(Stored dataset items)
★ ★ ★ ★ ★ ★ ★

use serde::Serialize;

use crate::domain::category::Category;
use crate::domain::cookie::{Cookie, CookieField, CookieItem};
use crate::domain::types::Locale;

#[derive(Debug, Clone, PartialEq, Serialize)]
#[serde(rename_all = "camelCase")]
pub struct CookieItemDto {
    pub id: Option<i32>,
    #[serde(rename = "type")]
    pub kind: &'static str,
    pub name: String,
    pub lifetime: Option<String>,
    pub position: i32,
    pub active: bool,
    pub description: Option<String>,
}

impl CookieItemDto {
    pub fn new(item: &CookieItem, locale: &Locale) -> Self {
        Self {
            id: item.id.map(|id| id.get()),
            kind: "cookie_item",
            name: item.name.to_string(),
            lifetime: item.lifetime.clone(),
            position: item.position,
            active: item.active,
            description: item.description(locale).map(str::to_string),
        }
    }
}

/// Admin view of a cookie with texts resolved for one locale.
#[derive(Debug, Clone, PartialEq, Serialize)]
#[serde(rename_all = "camelCase")]
pub struct CookieDto {
    pub id: i32,
    pub locale: String,
    pub category: i32,
    pub category_name: Option<String>,
    pub technical_name: String,
    pub provider: Option<String>,
    pub script_url: Option<String>,
    pub legal_basis: &'static str,
    pub processing_location: &'static str,
    pub position: i32,
    pub active: bool,
    pub name: Option<String>,
    pub description: Option<String>,
    pub privacy_policy_url: Option<String>,
    pub data_collected: Option<String>,
    pub data_purpose: Option<String>,
    pub cookie_items: Vec<CookieItemDto>,
}

impl CookieDto {
    /// `category` is the owning category when it could be loaded.
    pub fn new(cookie: &Cookie, category: Option<&Category>, locale: &Locale) -> Self {
        let text = |field| cookie.localized(locale, field).map(str::to_string);

        Self {
            id: cookie.id.get(),
            locale: locale.to_string(),
            category: cookie.category_id.get(),
            category_name: category
                .and_then(|category| category.name(locale))
                .map(str::to_string),
            technical_name: cookie.technical_name.to_string(),
            provider: cookie.provider.clone(),
            script_url: cookie.script_url.clone(),
            legal_basis: cookie.legal_basis.as_str(),
            processing_location: cookie.processing_location.as_str(),
            position: cookie.position,
            active: cookie.active,
            name: text(CookieField::Name),
            description: text(CookieField::Description),
            privacy_policy_url: text(CookieField::PrivacyPolicyUrl),
            data_collected: text(CookieField::DataCollected),
            data_purpose: text(CookieField::DataPurpose),
            cookie_items: cookie
                .items
                .iter()
                .map(|item| CookieItemDto::new(item, locale))
                .collect(),
        }
    }
}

★ ★ ★ ★ ★ ★ ★

Work instruction> Only lines holding the word "provider" belong in the answer; copy all of them from the records.

Task response>
    pub provider: Option<String>,
            provider: cookie.provider.clone(),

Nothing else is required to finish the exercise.